WHAT YOU ARE ASKED TO DO:
Show every line in the entries below where the word "RegexFilter" appears.

RECORD SET:
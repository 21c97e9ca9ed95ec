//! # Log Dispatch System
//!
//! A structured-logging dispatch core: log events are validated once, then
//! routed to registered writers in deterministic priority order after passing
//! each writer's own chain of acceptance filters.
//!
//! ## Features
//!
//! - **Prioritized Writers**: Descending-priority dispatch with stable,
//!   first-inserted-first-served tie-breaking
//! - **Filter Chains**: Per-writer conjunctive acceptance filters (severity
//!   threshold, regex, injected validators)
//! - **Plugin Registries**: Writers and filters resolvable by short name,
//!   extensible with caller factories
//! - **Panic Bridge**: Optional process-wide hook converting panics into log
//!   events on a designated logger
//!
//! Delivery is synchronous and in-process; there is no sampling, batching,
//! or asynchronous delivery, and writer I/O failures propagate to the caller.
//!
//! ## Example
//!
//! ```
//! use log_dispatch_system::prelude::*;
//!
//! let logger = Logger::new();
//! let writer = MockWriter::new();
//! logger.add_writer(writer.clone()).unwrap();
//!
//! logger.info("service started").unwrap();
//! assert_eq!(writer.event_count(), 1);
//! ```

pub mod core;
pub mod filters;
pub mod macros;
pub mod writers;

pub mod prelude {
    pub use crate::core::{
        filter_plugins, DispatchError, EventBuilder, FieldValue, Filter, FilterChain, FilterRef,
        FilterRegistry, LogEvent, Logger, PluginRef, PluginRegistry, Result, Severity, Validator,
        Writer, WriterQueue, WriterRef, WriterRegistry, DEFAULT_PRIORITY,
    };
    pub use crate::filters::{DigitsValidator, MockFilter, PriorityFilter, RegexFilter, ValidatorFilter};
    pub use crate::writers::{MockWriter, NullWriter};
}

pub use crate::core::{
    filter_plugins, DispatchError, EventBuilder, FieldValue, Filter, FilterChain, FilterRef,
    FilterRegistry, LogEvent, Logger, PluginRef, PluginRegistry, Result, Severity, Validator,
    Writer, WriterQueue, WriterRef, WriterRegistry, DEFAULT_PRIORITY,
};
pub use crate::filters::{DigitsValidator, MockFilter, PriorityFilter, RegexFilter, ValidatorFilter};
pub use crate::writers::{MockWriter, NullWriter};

EXPECTED ANSWER:
    pub use crate::filters::{DigitsValidator, MockFilter, PriorityFilter, RegexFilter, ValidatorFilter};
pub use crate::filters::{DigitsValidator, MockFilter, PriorityFilter, RegexFilter, ValidatorFilter};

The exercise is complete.